Likely the most personally useful books I've read in a lifetime of gluttonous reading were Nancy J. Napier's Recreating Yourself & Getting Through the Day, consumed at the instruction of my then-therapist.
They upended my world by noting that the things parents say to children over and over- the scripts the recite- takes on the power of scripture later in their life. I started noticing how many of my reflexive first responses to events were negative, and tracing them back to my childhood. As revelations go it was destabilizing, sobering and also freeing, and is one of the therapy-driven insights that led more or less directly to the 'creation' of Fuss by undermining my lifelong opposition to having children.
With that under my belt I've always been conscious of what I say to him. I'm far from enlightened and know that I harp way too much on negatives and that my reflexive repsonses to many things are still miles from being useful or constructive, but at least I catch myself and apologize for it.

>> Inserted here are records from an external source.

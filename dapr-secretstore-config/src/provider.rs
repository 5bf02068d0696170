//! Loading secrets into a [`ConfigurationSnapshot`].
//!
//! Each configured secret is fetched in turn and every key/value pair of the
//! response becomes one configuration entry. Secrets with a single value come
//! back under the `_default` key; that entry is stored under the secret's own
//! name instead. Secrets with several values (say, a JSON document with
//! sub-fields) contribute one entry per sub-key.
//!
//! A key that resolves twice fails the whole load: a silently overwritten
//! configuration value is harder to track down than a startup failure.

use std::sync::Arc;

use dapr_client::SecretApi;
use tracing::{debug_span, Instrument as _};

use crate::{
    descriptor::SecretDescriptor,
    error::{Error, Result},
    manager::SecretStoreManager,
    snapshot::{ConfigurationSnapshot, SnapshotBuilder},
};

/// The key under which a secret store returns a single-valued secret.
pub const DEFAULT_SECRET_KEY: &str = "_default";

/// Which secrets to load.
#[derive(Clone)]
pub enum Secrets {
    /// Fetch exactly these, and use the returned keys as they are.
    Descriptors(Vec<SecretDescriptor>),
    /// Fetch these names, with metadata and key naming supplied by `manager`.
    Names {
        names: Vec<String>,
        manager: Arc<dyn SecretStoreManager>,
    },
}

impl Secrets {
    fn descriptors(&self) -> Vec<SecretDescriptor> {
        match self {
            Secrets::Descriptors(descriptors) => descriptors.clone(),
            Secrets::Names { names, manager } => names
                .iter()
                .map(|name| SecretDescriptor::with_metadata(name.clone(), manager.metadata(name)))
                .collect(),
        }
    }

    fn map_key(&self, key: String) -> String {
        match self {
            Secrets::Descriptors(_) => key,
            Secrets::Names { manager, .. } => manager.get_key(&key),
        }
    }

    fn len(&self) -> usize {
        match self {
            Secrets::Descriptors(descriptors) => descriptors.len(),
            Secrets::Names { names, .. } => names.len(),
        }
    }
}

impl std::fmt::Debug for Secrets {
    fn fmt(&self, f: &mut std::fmt::Formatter<'_>) -> std::fmt::Result {
        match self {
            Secrets::Descriptors(d) => f.debug_tuple("Descriptors").field(d).finish(),
            Secrets::Names { names, .. } => f.debug_struct("Names").field("names", names).finish(),
        }
    }
}

#[derive(Debug, Clone)]
enum LoadState {
    Unloaded,
    Loading,
    Loaded(Arc<ConfigurationSnapshot>),
    Failed,
}

/// A configuration provider backed by a secret store.
///
/// It loads once. After a successful or failed [`load`](Self::load) the
/// provider is done; load again with a new provider.
pub struct SecretStoreConfigurationProvider<C> {
    store: String,
    secrets: Secrets,
    client: C,
    state: LoadState,
}

impl<C: SecretApi> SecretStoreConfigurationProvider<C> {
    pub fn new(store: impl Into<String>, secrets: Secrets, client: C) -> Result<Self> {
        let store = store.into();
        if store.is_empty() {
            return Err(Error::InvalidArgument("store must not be empty"));
        }
        Ok(SecretStoreConfigurationProvider {
            store,
            secrets,
            client,
            state: LoadState::Unloaded,
        })
    }

    pub fn store(&self) -> &str {
        &self.store
    }

    /// The published snapshot, once loading has succeeded.
    pub fn snapshot(&self) -> Option<Arc<ConfigurationSnapshot>> {
        match &self.state {
            LoadState::Loaded(snapshot) => Some(snapshot.clone()),
            _ => None,
        }
    }

    pub fn is_loaded(&self) -> bool {
        matches!(self.state, LoadState::Loaded(_))
    }

    pub fn get(&self, key: &str) -> Option<&str> {
        match &self.state {
            LoadState::Loaded(snapshot) => snapshot.get(key),
            _ => None,
        }
    }

    /// Fetch all secrets and publish the resulting snapshot.
    pub async fn load(&mut self) -> Result<Arc<ConfigurationSnapshot>> {
        if !matches!(self.state, LoadState::Unloaded) {
            return Err(Error::AlreadyLoaded);
        }
        self.state = LoadState::Loading;

        let span = debug_span!(
            "loading secret store configuration",
            store = self.store.as_str(),
            secrets = self.secrets.len()
        );
        match self.fetch_all().instrument(span).await {
            Ok(snapshot) => {
                let snapshot = Arc::new(snapshot);
                tracing::info!(
                    store = self.store.as_str(),
                    keys = snapshot.len(),
                    "loaded secret store configuration"
                );
                self.state = LoadState::Loaded(snapshot.clone());
                Ok(snapshot)
            }
            Err(e) => {
                self.state = LoadState::Failed;
                Err(e)
            }
        }
    }

    async fn fetch_all(&self) -> Result<ConfigurationSnapshot> {
        let mut data = SnapshotBuilder::default();
        for descriptor in self.secrets.descriptors() {
            let result = self
                .client
                .get_secret(&self.store, &descriptor.name, &descriptor.metadata)
                .await
                .inspect_err(|e| {
                    tracing::warn!(
                        secret = descriptor.name.as_str(),
                        "fetching secret failed: {}",
                        e
                    )
                })?;
            tracing::debug!(
                secret = descriptor.name.as_str(),
                keys = result.len(),
                "fetched secret"
            );

            for (returned_key, value) in result {
                let key = if returned_key == DEFAULT_SECRET_KEY {
                    descriptor.name.clone()
                } else {
                    returned_key
                };
                data.insert(self.secrets.map_key(key), value)?;
            }
        }
        Ok(data.freeze())
    }
}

Not ideal, but better than nothing.
Anyway, one thing I've always, always called him, more than anything else aside from 'Fuss', is 'beautiful'. Usually as part of the construction "beautiful boy", but often just by itself.
Once at a cousins house a girl pulled a face and asked me why I called him beautiful.
"Because he is," I answered with a shrug.
This morning the shirt I'd picked out had picked up a sour tang from too long in the washing machine so I doffed it in favor of a dressier model, white with purple stripes.
"Oooh, Dada, you look BEAUTIFUL!" Fuss exclaimed.
How we see our kids becomes how they view others, and what we say to them becomes the vocabulary they use to describe their world.
This morning, I felt like a good parent.